L’étude Stuart Yong avait pour but de vérifier 5 hypothèses reconnues couramment comme « vraies » :

1. Les turbines éoliennes produisent en moyenne à hauteur de 30% de leur capacité

Faux ! La production n’a atteint que 27,18% de la capacité en 2009, et 21,14% en 2010

2. Le vent souffle toujours quelque part

Faux ! entre novembre 2008 et décembre 2010, la production éolienne a 124 fois atteint un point bas de 1% de la capacité, ce pendant cinq heures en moyenne ; 51 fois, le point bas de la production s’est établi à 0,5% de la capacité, pour plus de quatre heures en moyenne.

3. Les périodes de vent très bas sont peu fréquentes

Faux ! le niveau de 1% est atteint chaque semaine ; celui de 0,5% toutes les deux semaines.

4. La probabilité qu’une production éolienne très faible coïncide avec des pics de demande électrique est faible

Faux ! En 2010, les quatre pics de consommation électrique (janvier et décembre) ont coïncidé avec les productions éoliennes les plus faibles : entre 2,51% et 5,51% de la capacité éolienne installée.

5. Les centrales hydrauliques rechargeables par pompage peuvent combler le manque de production durant des périodes prolongées de vent faible

Faux, car plus de la moitié de la capacité de ces centrales dispose d’une durée réduite à 5 heures, et le reste à 22 heures. Plus important encore, ces centrales sont utilisées quotidiennement pour équilibrer le réseau, notamment lors des pointes : elles ne peuvent remplir deux fonctions à la fois ! Si plusieurs projets de telles centrales sont en cours d’étude, c’est à des fins de couverture des pointes de consommation, pas de relais des accès de faiblesse de l’éolien.

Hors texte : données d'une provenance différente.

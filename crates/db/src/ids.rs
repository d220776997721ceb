//! Public identifier helpers.
//!
//! Every entity is addressed externally by a prefixed opaque id
//! (`app_`, `end_`, `evt_`, `dlv_` followed by 32 lowercase hex characters).
//! Endpoints additionally carry a 24-hex `hook_token` embedded in their
//! capture URL.

use rand::RngCore;
use uuid::Uuid;

pub const APP_PREFIX: &str = "app_";
pub const ENDPOINT_PREFIX: &str = "end_";
pub const EVENT_PREFIX: &str = "evt_";
pub const DELIVERY_PREFIX: &str = "dlv_";

/// Length of a hook token in characters.
pub const HOOK_TOKEN_LEN: usize = 24;

/// Generate a new public id: `<prefix>` + UUIDv4 with dashes stripped.
pub fn generate(prefix: &str) -> String {
    format!("{}{}", prefix, Uuid::new_v4().simple())
}

/// Check that `id` is `<prefix>` followed by exactly 32 lowercase hex chars.
pub fn is_valid(id: &str, prefix: &str) -> bool {
    id.strip_prefix(prefix)
        .map(|rest| rest.len() == 32 && rest.bytes().all(is_lower_hex))
        .unwrap_or(false)
}

/// Generate a new hook token: 24 lowercase hex characters.
pub fn new_hook_token() -> String {
    let mut bytes = [0u8; HOOK_TOKEN_LEN / 2];
    rand::thread_rng().fill_bytes(&mut bytes);
    hex::encode(bytes)
}

/// Check that `token` has the hook-token shape.
pub fn is_hook_token(token: &str) -> bool {
    token.len() == HOOK_TOKEN_LEN && token.bytes().all(is_lower_hex)
}

fn is_lower_hex(b: u8) -> bool {
    b.is_ascii_digit() || (b'a'..=b'f').contains(&b)
}

#[cfg(test)]
mod tests {
    use super::*;

    #[test]
    fn test_generate_shape() {
        let id = generate(EVENT_PREFIX);
        assert!(id.starts_with("evt_"));
        assert_eq!(id.len(), 4 + 32);
        assert!(is_valid(&id, EVENT_PREFIX));
    }

    #[test]
    fn test_is_valid_rejects_wrong_prefix_and_shape() {
        let id = generate(APP_PREFIX);
        assert!(!is_valid(&id, DELIVERY_PREFIX));
        assert!(!is_valid("app_short", APP_PREFIX));
        assert!(!is_valid(
            "app_ZZZZZZZZZZZZZZZZZZZZZZZZZZZZZZZZ",
            APP_PREFIX
        ));
        // Uppercase hex is not accepted.
        assert!(!is_valid(
            "app_ABCDEF0123456789ABCDEF0123456789",
            APP_PREFIX
        ));
    }

    #[test]
    fn test_hook_token_shape() {
        let token = new_hook_token();
        assert_eq!(token.len(), 24);
        assert!(is_hook_token(&token));
        assert!(!is_hook_token("deadbeef"));
        assert!(!is_hook_token("DEADBEEFDEADBEEFDEADBEEF"));
        assert!(!is_hook_token("zzzzzzzzzzzzzzzzzzzzzzzz"));
    }

    #[test]
    fn test_ids_are_unique() {
        assert_ne!(generate(EVENT_PREFIX), generate(EVENT_PREFIX));
        assert_ne!(new_hook_token(), new_hook_token());
    }
}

Aucun barrage n’est à l’étude au Royaume-Uni pour « stocker » l’électricité éolienne : ce n’est que sur les brochures et dans les manuels des tenants des énergies renouvelables qu’il suffit d’associer quelques retenues d’eau (équipées de turbines et d’installations de pompage) aux parcs éoliens pour mettre fin à l’intermittence de l’éolien. Mais cela reste du domaine de l’idéel virtuel, fût-il imputable à McKay, le conseiller scientifique du ministère britannique de l’énergie et du changement climatique.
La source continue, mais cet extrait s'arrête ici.